╭─ SUPPLIED INFORMATION

const MM_NAMES: [&str; MM_COUNT] = [
    "GETINDEX",
    "SETINDEX",
    "COPY",
    "IN",
    "INSERT",
    "DELETE",
    "LENGTH",
    "COMPARE",
    "EQ",
    "CAST",
    "SERIALIZE",
    "POWER",
    "IPPOWER",
    "MOD",
    "IPMOD",
    "DIV",
    "IPDIV",
    "MUL",
    "IPMUL",
    "SUB",
    "IPSUB",
    "ADD",
    "IPADD",
    "RPOWER",
    "IPRPOWER",
    "RMOD",
    "IPRMOD",
    "RDIV",
    "IPRDIV",
    "RSUB",
    "IPRSUB",
    "RMUL",
    "IPRMUL",
    "RADD",
    "IPRADD",
    "VPOWER",
    "IPVPOWER",
    "VMOD",
    "IPVMOD",
    "VDIV",
    "IPVDIV",
    "VMUL",
    "IPVMUL",
    "VSUB",
    "IPVSUB",
    "VADD",
    "IPVADD",
    "VRPOWER",
    "IPVRPOWER",
    "VRMOD",
    "IPVRMOD",
    "VRDIV",
    "IPVRDIV",
    "VRSUB",
    "IPVRSUB",
    "VRMUL",
    "IPVRMUL",
    "VRADD",
    "IPVRADD",
];

/// Metamethod callback.
///
/// `op1` and `op2` play per-metamethod roles: key and out-slot for
/// `GetIndex`, key and value for `SetIndex`, range operands for `Delete`
/// (both absent means "delete all"), and so on. Returned references must
/// have their refcount raised; the caller resolves limbo placement with
/// `receive`.
pub type MmCallback =
    fn(vm: &mut Vm, obj: ObjId, op1: Option<&Value>, op2: Option<&mut Value>) -> VmResult<()>;

/// Constructor callback. `argv`/`argc` address the initializer values on the
/// VM heap. The returned value owns its reference.
pub type CtorCallback = fn(vm: &mut Vm, cid: ClassId, argv: usize, argc: usize) -> VmResult<Value>;

/// Destructor callback. `Err(Exception::Refuse)` keeps the object alive
/// (string cache, dead-module list).
pub type DtorCallback = fn(vm: &mut Vm, obj: ObjId) -> VmResult<()>;

/// Hook run when the class itself is torn down.
pub type UnregisterCallback = fn(vm: &mut Vm, cid: ClassId, classdata: Option<Box<dyn Any>>);

/// Trap installed in every unregistered metamethod slot.
fn no_method(
    _vm: &mut Vm,
    _obj: ObjId,
    _op1: Option<&Value>,
    _op2: Option<&mut Value>,
) -> VmResult<()> {
    Err(Exception::NoMetamethod)
}

/// A class definition. Lives as the payload of a `class` instance.
pub struct ClassDef {
    /// Interned class name; absent only during bootstrap.
    pub name: Option<ObjId>,
    /// This class's own id.
    pub classid: ClassId,
    /// Ancestor class id.
    pub ancestor: ClassId,
    pub construct: Option<CtorCallback>,
    pub destruct: Option<DtorCallback>,
    pub mmethods: [MmCallback; MM_COUNT],
    pub unregister: Option<UnregisterCallback>,
    /// Shared per-class data (interned member-name strings and the like).
    pub classdata: Option<Box<dyn Any>>,
    /// Cleared by `unregister_class`; the definition object then dies with
    /// its last instance.
    pub registered: bool,
}

impl ClassDef {
    fn new(classid: ClassId, ancestor: ClassId) -> Self {
        ClassDef {
            name: None,
            classid,
            ancestor,
            construct: None,
            destruct: None,
            mmethods: [no_method; MM_COUNT],
            unregister: None,
            classdata: None,
            registered: true,
        }
    }
}

impl std::fmt::Debug for ClassDef {
    fn fmt(&self, f: &mut std::fmt::Formatter<'_>) -> std::fmt::Result {
        f.debug_struct("ClassDef")
            .field("classid", &self.classid)
            .field("ancestor", &self.ancestor)
            .field("registered", &self.registered)
            .finish()
    }
}

/// Destructor for class definition objects. Runs the unregister hook,
/// releases the name, and clears the class table entry.
pub(crate) fn class_destruct(vm: &mut Vm, obj: ObjId) -> VmResult<()> {
    let (cid, name, unregister, classdata) = {
        let def = match &mut vm.object_mut(obj).payload {
            Payload::Class(d) => d,
            _ => return Err(Exception::Internal),
        };
        (
            def.classid,
            def.name.take(),
            def.unregister.take(),
            def.classdata.take(),
        )
    };
    if let Some(ur) = unregister {
        ur(vm, cid, classdata);
    }
    if let Some(n) = name {
        vm.disown_object(n);
    }
    if let Some(slot) = vm.classes.get_mut(cid.raw() as usize) {
        *slot = None;
    }
    Ok(())
}

impl Vm {
    /// Registers a class under `cid`, or under the next free id when `cid`
    /// is `None`. Returns the class definition object.
    ///
    /// Re-registering an existing class is allowed only to back-fill a name
    /// during bootstrap; anything else is an internal error.
    pub fn register_class(
        &mut self,
        cid: Option<ClassId>,
        name: &str,
        ancestor: ClassId,
        construct: Option<CtorCallback>,
        destruct: Option<DtorCallback>,
    ) -> VmResult<ObjId> {
        let cid = cid.unwrap_or(ClassId(self.classes.len() as u32));
        let idx = cid.raw() as usize;
        if idx >= self.classes.len() {
            self.classes.resize(idx + 1, None);
            self.grow_cast_matrix(idx + 1)?;
        }

        if let Some(co) = self.classes[idx] {
            // Bootstrap mode: only a missing name may be filled in.
            if self.classdef(cid)?.name.is_some() {
                return Err(Exception::Internal);
            }
            self.add_class_name(cid, name)?;
            return Ok(co);
        }

        let mut def = ClassDef::new(cid, ancestor);
        def.construct = construct;
        def.destruct = destruct;
        let co = self.alloc_object(ClassId::CLASS, Payload::Class(def))?;
        self.classes[idx] = Some(co);
        // A class definition is itself an instance of the class class, and
        // holds a reference to it. During bootstrap the class class may not
        // exist yet; the missing reference is patched in afterwards.
        if let Some(Some(cc)) = self.classes.get(ClassId::CLASS.raw() as usize).copied() {
            self.own_object(cc);
        }
        self.add_class_name(cid, name)?;
        Ok(co)
    }

    /// Attaches the interned name, once the string class is operational.
    fn add_class_name(&mut self, cid: ClassId, name: &str) -> VmResult<()> {
        let have_strings = self
            .classes
            .get(ClassId::STRING.raw() as usize)
            .map_or(false, |c| c.is_some());
        if !have_strings {
            return Ok(());
        }
        let ns = self.intern(name)?;
        self.classdef_mut(cid)?.name = Some(ns);
        Ok(())
    }

    /// Marks a class unregistered and drops the class table's reference.
    /// The definition object goes away with the last instance, clearing the
    /// table entry in the process.
    pub fn unregister_class(&mut self, cid: ClassId) {
        let Some(Some(co)) = self.classes.get(cid.raw() as usize).copied() else {
            return;
        };
        let registered = match self.classdef_mut(cid) {
            Ok(def) if def.registered => {
                def.registered = false;
                true
            }
            _ => false,
        };
        if registered {
            self.disown_object(co);
        }
    }

    /// Installs a metamethod. `None` restores the `NoMetamethod` trap.
    pub fn set_metamethod(
        &mut self,
        cid: ClassId,
        mm: Metamethod,
        cb: Option<MmCallback>,
    ) -> VmResult<()> {
        self.classdef_mut(cid)?.mmethods[mm as usize] = cb.unwrap_or(no_method);
        Ok(())
    }

    /// Installs the class teardown hook.
    pub fn set_unregister(&mut self, cid: ClassId, cb: UnregisterCallback) -> VmResult<()> {
        self.classdef_mut(cid)?.unregister = Some(cb);
        Ok(())
    }

    /// Attaches shared per-class data.
    pub fn set_classdata(&mut self, cid: ClassId, data: Box<dyn Any>) -> VmResult<()> {
        self.classdef_mut(cid)?.classdata = Some(data);
        Ok(())
    }

    /// The class definition for `cid`.
    pub fn classdef(&self, cid: ClassId) -> VmResult<&ClassDef> {
        let co = self
            .classes
            .get(cid.raw() as usize)
            .copied()
            .flatten()
            .ok_or(Exception::Internal)?;
        match &self.object(co).payload {
            Payload::Class(def) => Ok(def),
            _ => Err(Exception::Internal),
        }
    }

    pub(crate) fn classdef_mut(&mut self, cid: ClassId) -> VmResult<&mut ClassDef> {
        let co = self
            .classes
            .get(cid.raw() as usize)
            .copied()
            .flatten()
            .ok_or(Exception::Internal)?;
        match &mut self.object_mut(co).payload {
            Payload::Class(def) => Ok(def),
            _ => Err(Exception::Internal),
        }
    }

    /// Whether `cid` names a live class with `mm` registered.
    pub(crate) fn has_metamethod(&self, cid: ClassId, mm: Metamethod) -> bool {
        match self.classdef(cid) {
            Ok(def) => def.mmethods[mm as usize] != (no_method as MmCallback),
            Err(_) => false,
        }
    }

    /// Class name as UTF-8, for diagnostics.
    pub fn class_name(&self, cid: ClassId) -> String {
        match self.classdef(cid) {
            Ok(def) => match def.name {
                Some(ns) => String::from_utf8_lossy(self.string_bytes(ns)).into_owned(),
                None => format!("<class {}>", cid.raw()),
            },
            Err(_) => format!("<class {}>", cid.raw()),
        }
    }

    /// Dispatches metamethod `mm` on `obj`.
    pub fn metamethod(
        &mut self,
        obj: ObjId,
        mm: Metamethod,
        op1: Option<&Value>,
        op2: Option<&mut Value>,
    ) -> VmResult<()> {
        let cid = self.object(obj).classid;
        let cb = self.classdef(cid)?.mmethods[mm as usize];
        cb(self, obj, op1, op2)
    }

    /// Dispatches a metamethod that produces a value.
    pub fn metamethod_value(
        &mut self,
        obj: ObjId,
        mm: Metamethod,
        op1: Option<&Value>,
    ) -> VmResult<Value> {
        let mut out = Value::Nil;
        self.metamethod(obj, mm, op1, Some(&mut out))?;
        Ok(out)
    }

    /// Length of an indexable object, via the `Length` metamethod.
    pub fn length_of(&mut self, obj: ObjId) -> VmResult<i32> {
        let v = self.metamethod_value(obj, Metamethod::Length, None)?;
        v.as_int().ok_or(Exception::WrongType)
    }

    /// The class-id an instance of `cid` descends from, following ancestor
    /// links up to `object`.
    pub fn class_ancestor(&self, cid: ClassId) -> VmResult<ClassId> {
        Ok(self.classdef(cid)?.ancestor)
    }

    /// Shuts down the class subsystem: unregisters every class (the class
    /// and string classes survive on their mutual references), then breaks
    /// the bootstrap cycle.
    pub(crate) fn close_classes(&mut self) {
        for idx in (0..self.classes.len()).rev() {
            if self.classes[idx].is_some() {
                self.unregister_class(ClassId(idx as u32));
            }
        }
        self.unstrap();
        self.classes.clear();
    }

    /// Reverse of the bootstrap: `class` and `string` hold each other alive
    /// through their names, so the names are disowned in a fixed order.
    fn unstrap(&mut self) {
        let (Some(Some(class_obj)), Some(Some(string_obj))) = (
            self.classes.get(ClassId::CLASS.raw() as usize).copied(),
            self.classes.get(ClassId::STRING.raw() as usize).copied(),
        ) else {
            return;
        };
        // The unregister pass above dropped the table references; at this
        // point both survivors must be held exactly by (a) their own
        // instances and (b) each other's names.
        let crc = self.object(class_obj).refcount;
        let src = self.object(string_obj).refcount;
        if crc != 2 || src != 2 {
            self.messages.vm_warning(format!(
                "class/string refcounts are {crc} and {src} at shutdown \
                 (expected 2 and 2); leaking the bootstrap objects"
            ));
            log::warn!(
                "unstrap: class rc={crc}, string rc={src}; something leaked"
            );
            return;
        }

        // Release the names in order. Dropping the string class's name
        // kills the last string, which takes the string class with it;
        // finally the class class lets go of itself.
        if let Some(name) = self.classdef_mut(ClassId::CLASS).ok().and_then(|d| d.name.take()) {
            self.disown_object(name);
        }
        if let Some(name) = self.classdef_mut(ClassId::STRING).ok().and_then(|d| d.name.take()) {
            self.disown_object(name);
        }
        self.disown_object(class_obj);
    }
}

#[cfg(test)]
mod tests {
    use super::*;

    #[test]
    fn arith_selection_covers_all_flavors() {
        assert_eq!(
            Metamethod::arith(ArithOp::Add, false, false, false),
            Metamethod::Add
        );
        assert_eq!(
            Metamethod::arith(ArithOp::Add, true, false, false),
            Metamethod::IpAdd
        );
        assert_eq!(
            Metamethod::arith(ArithOp::Sub, false, true, false),
            Metamethod::RSub
        );
        assert_eq!(
            Metamethod::arith(ArithOp::Mul, false, false, true),
            Metamethod::VMul
        );
        assert_eq!(
            Metamethod::arith(ArithOp::Power, true, true, true),
            Metamethod::IpVRPower
        );
    }

    #[test]
    fn mm_names_are_dense() {
        assert_eq!(MM_NAMES.len(), MM_COUNT);
        assert_eq!(Metamethod::GetIndex.name(), "GETINDEX");
        assert_eq!(Metamethod::IpVRAdd.name(), "IPVRADD");
    }
}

╰─

» WORK TO BE COMPLETED
When a line in the material above includes the word "argv", copy that line.

» EXERCISE OUTPUT
/// Constructor callback. `argv`/`argc` address the initializer values on the
pub type CtorCallback = fn(vm: &mut Vm, cid: ClassId, argv: usize, argc: usize) -> VmResult<Value>;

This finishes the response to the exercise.